Task objective
Could you set down exactly the lines of the data below, starting at the one that holds "return Err(Self::invalid(name, self.text(name)?));" and ending at the one that holds "Whole number in", both included, and only those?

────

//! Typed block requests parsed from editor arguments.
//!
//! The editor sends an opcode and a map of upper-case argument names to
//! strings. Parsing only checks shape (is it a pin, a number, a menu item);
//! mode and pin-role checks belong to the dispatcher.

use firmbridge_shared::command::UnknownToken;
use firmbridge_shared::numeric::DataType;
use firmbridge_shared::{
    InterruptMode, Level, Operation, Picture, Pin, PinMode, PixelColor, Rejection,
};
use std::collections::HashMap;
use std::str::FromStr;

pub type BlockArgs = HashMap<String, String>;

/// Baud rates offered by the serial block menu.
pub const SERIAL_BAUD_RATES: [u32; 7] = [4800, 9600, 19200, 38400, 57600, 76800, 115200];

/// PCD8544 geometry and contrast range.
pub const LCD_WIDTH: u8 = 84;
pub const LCD_HEIGHT: u8 = 48;
pub const LCD_MAX_CONTRAST: u8 = 127;

#[derive(Debug, Clone, PartialEq)]
pub enum Request {
    SetPinMode { pin: Pin, mode: PinMode },
    SetDigitalOutput { pin: Pin, level: Level },
    /// Raw slider value; rounded and clamped to a duty cycle on dispatch.
    SetPwmOutput { pin: Pin, value: f64 },
    ReadDigitalPin { pin: Pin },
    ReadAnalogPin { pin: Pin },
    SetServoOutput { pin: Pin, angle: f64 },
    SetPinTrigger { pin: Pin },
    SetPinEcho { pin: Pin },
    GetDistance,
    ReadDistance,
    SetPinBuzzer { pin: Pin },
    SetTone {
        frequency_hz: f64,
        duration_ms: u32,
        silence_ms: u32,
    },
    BendTones {
        initial_hz: f64,
        final_hz: f64,
        step_hz: f64,
        duration_ms: u32,
        silence_ms: u32,
    },
    AttachInterrupt { pin: Pin, mode: InterruptMode },
    DetachInterrupt { pin: Pin },
    SerialBegin { baud: u32 },
    SerialPrint { text: String, newline: bool },
    SerialAvailable,
    SerialReadData,
    DataMap {
        value: f64,
        in_min: f64,
        in_max: f64,
        out_min: f64,
        out_max: f64,
    },
    DataConstrain { value: f64, low: f64, high: f64 },
    DataConvert { value: String, target: DataType },
    /// Code to character.
    DataConvertAsciiCharacter { code: f64 },
    /// Character to code.
    DataConvertAsciiNumber { text: String },
    LcdInitial,
    LcdDisplay,
    LcdClear,
    LcdSetContrast { level: u8 },
    LcdSetCursor { x: u8, y: u8 },
    LcdWriteText { text: String },
    LcdDrawPixel { x: u8, y: u8, color: PixelColor },
    LcdDrawPicture {
        x: u8,
        y: u8,
        picture: Picture,
        color: PixelColor,
    },
}

impl Request {
    pub fn operation(&self) -> Operation {
        match self {
            Request::SetPinMode { .. } => Operation::SetPinMode,
            Request::SetDigitalOutput { .. } => Operation::SetDigitalOutput,
            Request::SetPwmOutput { .. } => Operation::SetPwmOutput,
            Request::ReadDigitalPin { .. } => Operation::ReadDigitalPin,
            Request::ReadAnalogPin { .. } => Operation::ReadAnalogPin,
            Request::SetServoOutput { .. } => Operation::SetServoOutput,
            Request::SetPinTrigger { .. } => Operation::SetPinTrigger,
            Request::SetPinEcho { .. } => Operation::SetPinEcho,
            Request::GetDistance => Operation::GetDistance,
            Request::ReadDistance => Operation::ReadDistance,
            Request::SetPinBuzzer { .. } => Operation::SetPinBuzzer,
            Request::SetTone { .. } => Operation::SetTone,
            Request::BendTones { .. } => Operation::BendTones,
            Request::AttachInterrupt { .. } => Operation::AttachInterrupt,
            Request::DetachInterrupt { .. } => Operation::DetachInterrupt,
            Request::SerialBegin { .. } => Operation::SerialBegin,
            Request::SerialPrint { .. } => Operation::SerialPrint,
            Request::SerialAvailable => Operation::SerialAvailable,
            Request::SerialReadData => Operation::SerialReadData,
            Request::DataMap { .. } => Operation::DataMap,
            Request::DataConstrain { .. } => Operation::DataConstrain,
            Request::DataConvert { .. } => Operation::DataConvert,
            Request::DataConvertAsciiCharacter { .. } => Operation::DataConvertAsciiCharacter,
            Request::DataConvertAsciiNumber { .. } => Operation::DataConvertAsciiNumber,
            Request::LcdInitial => Operation::LcdInitial,
            Request::LcdDisplay => Operation::LcdDisplay,
            Request::LcdClear => Operation::LcdClear,
            Request::LcdSetContrast { .. } => Operation::LcdSetContrast,
            Request::LcdSetCursor { .. } => Operation::LcdSetCursor,
            Request::LcdWriteText { .. } => Operation::LcdWriteText,
            Request::LcdDrawPixel { .. } => Operation::LcdDrawPixel,
            Request::LcdDrawPicture { .. } => Operation::LcdDrawPicture,
        }
    }

    /// The pin this request addresses, if any.
    pub fn pin(&self) -> Option<Pin> {
        match self {
            Request::SetPinMode { pin, .. }
            | Request::SetDigitalOutput { pin, .. }
            | Request::SetPwmOutput { pin, .. }
            | Request::ReadDigitalPin { pin }
            | Request::ReadAnalogPin { pin }
            | Request::SetServoOutput { pin, .. }
            | Request::SetPinTrigger { pin }
            | Request::SetPinEcho { pin }
            | Request::SetPinBuzzer { pin }
            | Request::AttachInterrupt { pin, .. }
            | Request::DetachInterrupt { pin } => Some(*pin),
            _ => None,
        }
    }

    /// Look up the opcode and parse its arguments.
    pub fn from_block(opcode: &str, args: &BlockArgs) -> Result<Self, Rejection> {
        let operation = Operation::from_opcode(opcode)
            .ok_or_else(|| Rejection::UnknownOperation(opcode.to_string()))?;
        Self::parse(operation, args)
    }

    pub fn parse(operation: Operation, args: &BlockArgs) -> Result<Self, Rejection> {
        let a = Args(args);
        let request = match operation {
            Operation::SetPinMode => Request::SetPinMode {
                pin: a.pin()?,
                mode: a.token("MODE")?,
            },
            Operation::SetDigitalOutput => Request::SetDigitalOutput {
                pin: a.pin()?,
                level: a.token("LEVEL")?,
            },
            Operation::SetPwmOutput => Request::SetPwmOutput {
                pin: a.pin()?,
                value: a.number("OUT")?,
            },
            Operation::ReadDigitalPin => Request::ReadDigitalPin { pin: a.pin()? },
            Operation::ReadAnalogPin => Request::ReadAnalogPin { pin: a.pin()? },
            Operation::SetServoOutput => Request::SetServoOutput {
                pin: a.pin()?,
                angle: a.number("OUT")?,
            },
            Operation::SetPinTrigger => Request::SetPinTrigger { pin: a.pin()? },
            Operation::SetPinEcho => Request::SetPinEcho { pin: a.pin()? },
            Operation::GetDistance => Request::GetDistance,
            Operation::ReadDistance => Request::ReadDistance,
            Operation::SetPinBuzzer => Request::SetPinBuzzer { pin: a.pin()? },
            Operation::SetTone => Request::SetTone {
                frequency_hz: a.number("TONE")?,
                duration_ms: a.duration()?,
                silence_ms: a.millis("SILENT")?,
            },
            Operation::BendTones => Request::BendTones {
                initial_hz: a.number("INITIALTONE")?,
                final_hz: a.number("FINALTONE")?,
                step_hz: a.number("STEP")?,
                duration_ms: a.duration()?,
                silence_ms: a.millis("SILENT")?,
            },
            Operation::AttachInterrupt => Request::AttachInterrupt {
                pin: a.pin()?,
                mode: a.token("MODE")?,
            },
            Operation::DetachInterrupt => Request::DetachInterrupt { pin: a.pin()? },
            Operation::SerialBegin => Request::SerialBegin { baud: a.baud()? },
            Operation::SerialPrint => Request::SerialPrint {
                text: a.text("VALUE")?.to_string(),
                newline: a.eol()?,
            },
            Operation::SerialAvailable => Request::SerialAvailable,
            Operation::SerialReadData => Request::SerialReadData,
            Operation::DataMap => Request::DataMap {
                value: a.data_number("DATA")?,
                in_min: a.data_number("ARG0")?,
                in_max: a.data_number("ARG1")?,
                out_min: a.data_number("ARG2")?,
                out_max: a.data_number("ARG3")?,
            },
            Operation::DataConstrain => Request::DataConstrain {
                value: a.data_number("DATA")?,
                low: a.data_number("ARG0")?,
                high: a.data_number("ARG1")?,
            },
            Operation::DataConvert => Request::DataConvert {
                value: a.text("DATA")?.to_string(),
                target: a.token("TYPE")?,
            },
            Operation::DataConvertAsciiCharacter => Request::DataConvertAsciiCharacter {
                code: a.data_number("DATA")?,
            },
            Operation::DataConvertAsciiNumber => Request::DataConvertAsciiNumber {
                text: a.text("DATA")?.to_string(),
            },
            Operation::LcdInitial => Request::LcdInitial,
            Operation::LcdDisplay => Request::LcdDisplay,
            Operation::LcdClear => Request::LcdClear,
            Operation::LcdSetContrast => Request::LcdSetContrast {
                level: a.byte("LEVEL", LCD_MAX_CONTRAST)?,
            },
            Operation::LcdSetCursor => Request::LcdSetCursor {
                x: a.byte("X", LCD_WIDTH - 1)?,
                y: a.byte("Y", LCD_HEIGHT - 1)?,
            },
            Operation::LcdWriteText => Request::LcdWriteText {
                text: a.text("TEXT")?.to_string(),
            },
            Operation::LcdDrawPixel => Request::LcdDrawPixel {
                x: a.byte("X", LCD_WIDTH - 1)?,
                y: a.byte("Y", LCD_HEIGHT - 1)?,
                color: a.token("COLOR")?,
            },
            Operation::LcdDrawPicture => Request::LcdDrawPicture {
                x: a.byte("X", LCD_WIDTH - 1)?,
                y: a.byte("Y", LCD_HEIGHT - 1)?,
                picture: a.token("PICTURE")?,
                color: a.token("COLOR")?,
            },
        };
        Ok(request)
    }
}

struct Args<'a>(&'a BlockArgs);

impl<'a> Args<'a> {
    fn text(&self, name: &'static str) -> Result<&'a str, Rejection> {
        self.0
            .get(name)
            .map(String::as_str)
            .ok_or(Rejection::MissingArgument(name))
    }

    fn invalid(name: &'static str, value: &str) -> Rejection {
        Rejection::InvalidArgument {
            name,
            value: value.to_string(),
        }
    }

    fn pin(&self) -> Result<Pin, Rejection> {
        self.text("PIN")?.parse()
    }

    fn token<T>(&self, name: &'static str) -> Result<T, Rejection>
    where
        T: FromStr<Err = UnknownToken>,
    {
        let raw = self.text(name)?;
        raw.parse().map_err(|_| Self::invalid(name, raw))
    }

    fn number(&self, name: &'static str) -> Result<f64, Rejection> {
        let raw = self.text(name)?;
        raw.trim()
            .parse::<f64>()
            .ok()
            .filter(|v| v.is_finite())
            .ok_or_else(|| Self::invalid(name, raw))
    }

    /// Data blocks report bad numbers the way `convert` does.
    fn data_number(&self, name: &'static str) -> Result<f64, Rejection> {
        let raw = self.text(name)?;
        raw.trim()
            .parse::<f64>()
            .ok()
            .filter(|v| v.is_finite())
            .ok_or_else(|| Rejection::ParseError(raw.to_string()))
    }

    fn millis(&self, name: &'static str) -> Result<u32, Rejection> {
        let value = self.number(name)?.round();
        if value < 0.0 || value > f64::from(u32::MAX) {
            return Err(Self::invalid(name, self.text(name)?));
        }
        Ok(value as u32)
    }

    /// The tone blocks have always spelled this argument `DRUATION`.
    fn duration(&self) -> Result<u32, Rejection> {
        if self.0.contains_key("DURATION") {
            self.millis("DURATION")
        } else if self.0.contains_key("DRUATION") {
            self.millis("DRUATION")
        } else {
            Err(Rejection::MissingArgument("DURATION"))
        }
    }

    /// Whole number in `0..=max`.
    fn byte(&self, name: &'static str, max: u8) -> Result<u8, Rejection> {
        let value = self.number(name)?.trunc();
        if value < 0.0 || value > f64::from(max) {
            return Err(Rejection::OutOfRange(value as i64));
        }
        Ok(value as u8)
    }

    fn baud(&self) -> Result<u32, Rejection> {
        let raw = self.text("VALUE")?;
        raw.trim()
            .parse::<u32>()
            .ok()
            .filter(|b| SERIAL_BAUD_RATES.contains(b))
            .ok_or_else(|| Self::invalid("VALUE", raw))
    }

    fn eol(&self) -> Result<bool, Rejection> {
        let raw = self.text("EOL")?;
        match raw.trim() {
            "warp" => Ok(true),
            "noWarp" => Ok(false),
            _ => Err(Self::invalid("EOL", raw)),
        }
    }
}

────

Exercise output
            return Err(Self::invalid(name, self.text(name)?));
        }
        Ok(value as u32)
    }

    /// The tone blocks have always spelled this argument `DRUATION`.
    fn duration(&self) -> Result<u32, Rejection> {
        if self.0.contains_key("DURATION") {
            self.millis("DURATION")
        } else if self.0.contains_key("DRUATION") {
            self.millis("DRUATION")
        } else {
            Err(Rejection::MissingArgument("DURATION"))
        }
    }

    /// Whole number in `0..=max`.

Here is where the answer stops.